= What is required =
After locating the line that contains "let text = match" in the data below, set down exactly that line and each one after it through the line that contains "async fn request_sends_accept_header()", and nothing more.

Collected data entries
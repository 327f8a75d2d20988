//! Centralized path helpers for cache directories.

use std::path::PathBuf;

use crate::core::app;

/// Project directories from the standard platform locations.
pub fn project_dirs() -> Option<directories::ProjectDirs> {
    directories::ProjectDirs::from("io", app::VENDOR, app::NAME)
}

/// Cache directory (~/.cache/eqx-chat/). Holds the TUI log file.
pub fn cache_dir() -> Option<PathBuf> {
    project_dirs().map(|d| d.cache_dir().to_path_buf())
}

/// Log file used in TUI mode, creating the cache directory if needed.
pub fn log_file() -> Option<PathBuf> {
    let dir = cache_dir()?;
    std::fs::create_dir_all(&dir).ok()?;
    Some(dir.join(format!("{}.log", app::NAME)))
}
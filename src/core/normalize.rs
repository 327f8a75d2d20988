//! Response normalization: map an arbitrary chatbot response body to one display string.
//!
//! Shared by the chat client and the proxy so both hops render identical text.

use serde_json::Value;

/// Field names consulted, in priority order, when the body is a JSON object.
pub const ANSWER_FIELDS: &[&str] = &["message", "response", "answer"];

/// Text used when the body parses as JSON but carries nothing displayable.
pub const NO_DATA_FALLBACK: &str = "No response data received";

#[derive(Debug, Clone, PartialEq, Eq, thiserror::Error)]
pub enum NormalizeError {
    #[error("Empty response received from server")]
    EmptyResponse,
}

/// Result of looking up the answer field in a parsed body.
#[derive(Debug, Clone, PartialEq)]
pub enum FieldLookup<'a> {
    Found(&'a Value),
    NotFound,
}

/// JavaScript-style truthiness: null, false, 0 and "" are falsy.
fn is_truthy(value: &Value) -> bool {
    match value {
        Value::Null => false,
        Value::Bool(b) => *b,
        Value::Number(n) => n.as_f64().is_some_and(|f| f != 0.0 && !f.is_nan()),
        Value::String(s) => !s.is_empty(),
        Value::Array(_) | Value::Object(_) => true,
    }
}

/// First truthy candidate field of `value`, by `ANSWER_FIELDS` priority.
pub fn lookup_answer_field(value: &Value) -> FieldLookup<'_> {
    ANSWER_FIELDS
        .iter()
        .find_map(|name| value.get(*name).filter(|v| is_truthy(v)))
        .map_or(FieldLookup::NotFound, FieldLookup::Found)
}

/// Rewrite integral floats (`1.0`, `1e3`) as integers, the way JSON.stringify prints them.
fn integral_numbers(value: &Value) -> Value {
    match value {
        Value::Number(n) if n.is_f64() => match n.as_f64() {
            Some(f) if f.fract() == 0.0 && f.abs() < i64::MAX as f64 => Value::from(f as i64),
            _ => value.clone(),
        },
        Value::Array(items) => Value::Array(items.iter().map(integral_numbers).collect()),
        Value::Object(map) => Value::Object(
            map.iter()
                .map(|(k, v)| (k.clone(), integral_numbers(v)))
                .collect(),
        ),
        other => other.clone(),
    }
}

/// Serialize a non-string value for display.
fn to_json_text(value: &Value) -> String {
    integral_numbers(value).to_string()
}

fn value_to_display(value: &Value) -> String {
    match value {
        Value::String(s) => s.clone(),
        other => to_json_text(other),
    }
}

/// Normalize a raw response body.
///
/// Empty or whitespace-only bodies fail with [`NormalizeError::EmptyResponse`].
/// Bodies that are not JSON are returned unchanged.
pub fn normalize(raw: &str) -> Result<String, NormalizeError> {
    if raw.trim().is_empty() {
        return Err(NormalizeError::EmptyResponse);
    }

    let parsed: Value = match serde_json::from_str(raw) {
        Ok(v) => v,
        Err(e) => {
            log::debug!("Body is not JSON ({}), using as text", e);
            return Ok(raw.to_string());
        }
    };

    let text = match lookup_answer_field(&parsed) {
        FieldLookup::Found(v) => value_to_display(v),
        FieldLookup::NotFound => match &parsed {
            Value::String(s) => s.clone(),
            other if is_truthy(other) => to_json_text(other),
            _ => NO_DATA_FALLBACK.to_string(),
        },
    };

    if text.is_empty() {
        Ok(NO_DATA_FALLBACK.to_string())
    } else {
        Ok(text)
    }
}
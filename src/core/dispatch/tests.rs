//! Dispatcher tests against a local fake chatbot.

use crate::core::dispatch::{ACCEPT_VALUE, ChatbotClient, DispatchError};
use crate::core::normalize::NO_DATA_FALLBACK;
use crate::test_support::{spawn_fake_chatbot, unreachable_endpoint};

#[tokio::test]
async fn blank_question_is_rejected_without_request() {
    // Nothing listens here: reaching the network would yield Network, not EmptyInput.
    let client = ChatbotClient::new(unreachable_endpoint().await);
    assert_eq!(client.fetch_answer("").await, Err(DispatchError::EmptyInput));
    assert_eq!(
        client.fetch_answer("  \t").await,
        Err(DispatchError::EmptyInput)
    );
}

#[tokio::test]
async fn json_answer_is_normalized() {
    let client = ChatbotClient::new(spawn_fake_chatbot().await);
    assert_eq!(client.fetch_answer("capital").await.unwrap(), "Paris");
}

#[tokio::test]
async fn question_is_url_encoded() {
    let client = ChatbotClient::new(spawn_fake_chatbot().await);
    let answer = client.fetch_answer("what & why? 100%").await.unwrap();
    assert_eq!(answer, "echo: what & why? 100%");
}

#[tokio::test]
async fn request_sends_accept_header() {
    let client = ChatbotClient::new(spawn_fake_chatbot().await);
    assert_eq!(client.fetch_answer("accept").await.unwrap(), ACCEPT_VALUE);
}

#[tokio::test]
async fn plain_text_body_is_passed_through() {
    let client = ChatbotClient::new(spawn_fake_chatbot().await);
    assert_eq!(client.fetch_answer("plain").await.unwrap(), "just text");
}

#[tokio::test]
async fn unknown_json_shape_is_serialized() {
    let client = ChatbotClient::new(spawn_fake_chatbot().await);
    assert_eq!(
        client.fetch_answer("object").await.unwrap(),
        r#"{"data":{"x":1}}"#
    );
    assert_ne!(client.fetch_answer("object").await.unwrap(), NO_DATA_FALLBACK);
}

#[tokio::test]
async fn empty_body_is_empty_response() {
    let client = ChatbotClient::new(spawn_fake_chatbot().await);
    let err = client.fetch_answer("empty").await.unwrap_err();
    assert_eq!(err, DispatchError::EmptyResponse);
    assert_eq!(
        err.user_message(),
        "Something went wrong. Please try again later."
    );
    assert_eq!(
        client.fetch_answer("blank").await,
        Err(DispatchError::EmptyResponse)
    );
}

#[tokio::test]
async fn error_status_is_http_status_failure() {
    let client = ChatbotClient::new(spawn_fake_chatbot().await);
    let err = client.fetch_answer("down").await.unwrap_err();
    assert_eq!(
        err,
        DispatchError::HttpStatus {
            status: 503,
            status_text: "Service Unavailable".to_string()
        }
    );
    let text = err.user_message();
    assert!(text.contains("Server error"), "{text}");
    assert!(text.contains("503"), "{text}");
}

#[tokio::test]
async fn refused_connection_is_network_failure() {
    let client = ChatbotClient::new(unreachable_endpoint().await);
    let err = client.fetch_answer("hello").await.unwrap_err();
    assert!(matches!(err, DispatchError::Network(_)), "{err:?}");
    assert!(err.user_message().starts_with("Network error"));
}
//! Relay proxy: one GET route that forwards questions to the upstream chatbot.
//!
//! Lets a separately hosted front end reach the chatbot through a same-origin or
//! CORS-enabled path.

use std::collections::BTreeMap;
use std::net::SocketAddr;
use std::sync::Arc;

use axum::extract::{Query, State};
use axum::http::{HeaderValue, Method, StatusCode, header};
use axum::response::{IntoResponse, Response};
use axum::routing::get;
use axum::{Json, Router};
use serde::{Deserialize, Serialize};
use tower_http::set_header::SetResponseHeaderLayer;

use crate::core::dispatch::{ChatbotClient, DispatchError, QUESTION_PARAM};

pub const PROXY_ROUTE: &str = "/api/proxy";
pub const TEST_ROUTE: &str = "/api/test";

const MISSING_PARAM_ERROR: &str = "Missing user_input_question parameter";

/// Shared state: the client bound to the upstream chatbot route.
pub struct ProxyState {
    pub upstream: ChatbotClient,
}

#[derive(Debug, Serialize, Deserialize)]
pub struct ProxyAnswer {
    pub message: String,
}

#[derive(Debug, Serialize, Deserialize)]
pub struct ProxyError {
    pub error: String,
}

#[derive(Debug, Serialize, Deserialize)]
pub struct TestResponse {
    pub message: String,
    pub timestamp: String,
    pub method: String,
    pub query: BTreeMap<String, String>,
}

#[derive(Debug, thiserror::Error)]
pub enum ServeError {
    #[error("Failed to bind {addr}: {source}")]
    Bind {
        addr: SocketAddr,
        source: std::io::Error,
    },
    #[error("Server error: {0}")]
    Io(#[from] std::io::Error),
}

/// Create the proxy router. Every response carries permissive CORS headers.
pub fn create_router(state: Arc<ProxyState>) -> Router {
    Router::new()
        .route(PROXY_ROUTE, get(relay_question).options(preflight))
        .route(TEST_ROUTE, get(test_function))
        .layer(SetResponseHeaderLayer::overriding(
            header::ACCESS_CONTROL_ALLOW_ORIGIN,
            HeaderValue::from_static("*"),
        ))
        .layer(SetResponseHeaderLayer::overriding(
            header::ACCESS_CONTROL_ALLOW_METHODS,
            HeaderValue::from_static("GET, POST, OPTIONS"),
        ))
        .layer(SetResponseHeaderLayer::overriding(
            header::ACCESS_CONTROL_ALLOW_HEADERS,
            HeaderValue::from_static("Content-Type"),
        ))
        .with_state(state)
}

fn error_response(status: StatusCode, message: impl Into<String>) -> Response {
    (
        status,
        Json(ProxyError {
            error: message.into(),
        }),
    )
        .into_response()
}

/// Forward the question upstream and wrap the normalized answer.
async fn relay_question(
    State(state): State<Arc<ProxyState>>,
    Query(params): Query<Vec<(String, String)>>,
) -> Response {
    // Pairs keep repeated keys; the first occurrence wins.
    let Some(question) = params
        .into_iter()
        .find_map(|(k, v)| (k == QUESTION_PARAM).then_some(v))
        .filter(|q| !q.trim().is_empty())
    else {
        log::info!("Rejected request without {}", QUESTION_PARAM);
        return error_response(StatusCode::BAD_REQUEST, MISSING_PARAM_ERROR);
    };

    log::info!("Relaying question to {}", state.upstream.endpoint());
    match state.upstream.fetch_answer(&question).await {
        Ok(message) => {
            log::debug!("Relayed answer length: {}", message.len());
            (StatusCode::OK, Json(ProxyAnswer { message })).into_response()
        }
        Err(e) => {
            match &e {
                DispatchError::HttpStatus { status, .. } => {
                    log::error!("API Error: upstream status {}: {}", status, e)
                }
                other => log::error!("API Error: {:?}", other),
            }
            error_response(StatusCode::INTERNAL_SERVER_ERROR, e.user_message())
        }
    }
}

async fn preflight() -> StatusCode {
    StatusCode::NO_CONTENT
}

/// Liveness route mirroring the request back.
async fn test_function(
    method: Method,
    Query(query): Query<BTreeMap<String, String>>,
) -> Json<TestResponse> {
    log::info!("Test function called");
    Json(TestResponse {
        message: "Test function is working!".to_string(),
        timestamp: chrono::Utc::now().to_rfc3339_opts(chrono::SecondsFormat::Millis, true),
        method: method.to_string(),
        query,
    })
}

/// Bind `addr` and serve until Ctrl-C.
pub async fn serve(addr: SocketAddr, state: Arc<ProxyState>) -> Result<(), ServeError> {
    let listener = tokio::net::TcpListener::bind(addr)
        .await
        .map_err(|source| ServeError::Bind { addr, source })?;
    let local = listener.local_addr()?;
    log::info!(
        "Proxy listening on http://{}{} (upstream {})",
        local,
        PROXY_ROUTE,
        state.upstream.endpoint()
    );
    axum::serve(listener, create_router(state))
        .with_graceful_shutdown(shutdown_signal())
        .await?;
    log::info!("Proxy stopped");
    Ok(())
}

async fn shutdown_signal() {
    if let Err(e) = tokio::signal::ctrl_c().await {
        log::warn!("Failed to listen for Ctrl-C: {}", e);
        std::future::pending::<()>().await;
    }
}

= Exercise response =
    let text = match lookup_answer_field(&parsed) {
        FieldLookup::Found(v) => value_to_display(v),
        FieldLookup::NotFound => match &parsed {
            Value::String(s) => s.clone(),
            other if is_truthy(other) => to_json_text(other),
            _ => NO_DATA_FALLBACK.to_string(),
        },
    };

    if text.is_empty() {
        Ok(NO_DATA_FALLBACK.to_string())
    } else {
        Ok(text)
    }
}
filename src/core/dispatch/tests.rs
//! Dispatcher tests against a local fake chatbot.

use crate::core::dispatch::{ACCEPT_VALUE, ChatbotClient, DispatchError};
use crate::core::normalize::NO_DATA_FALLBACK;
use crate::test_support::{spawn_fake_chatbot, unreachable_endpoint};

#[tokio::test]
async fn blank_question_is_rejected_without_request() {
    // Nothing listens here: reaching the network would yield Network, not EmptyInput.
    let client = ChatbotClient::new(unreachable_endpoint().await);
    assert_eq!(client.fetch_answer("").await, Err(DispatchError::EmptyInput));
    assert_eq!(
        client.fetch_answer("  \t").await,
        Err(DispatchError::EmptyInput)
    );
}

#[tokio::test]
async fn json_answer_is_normalized() {
    let client = ChatbotClient::new(spawn_fake_chatbot().await);
    assert_eq!(client.fetch_answer("capital").await.unwrap(), "Paris");
}

#[tokio::test]
async fn question_is_url_encoded() {
    let client = ChatbotClient::new(spawn_fake_chatbot().await);
    let answer = client.fetch_answer("what & why? 100%").await.unwrap();
    assert_eq!(answer, "echo: what & why? 100%");
}

#[tokio::test]
async fn request_sends_accept_header() {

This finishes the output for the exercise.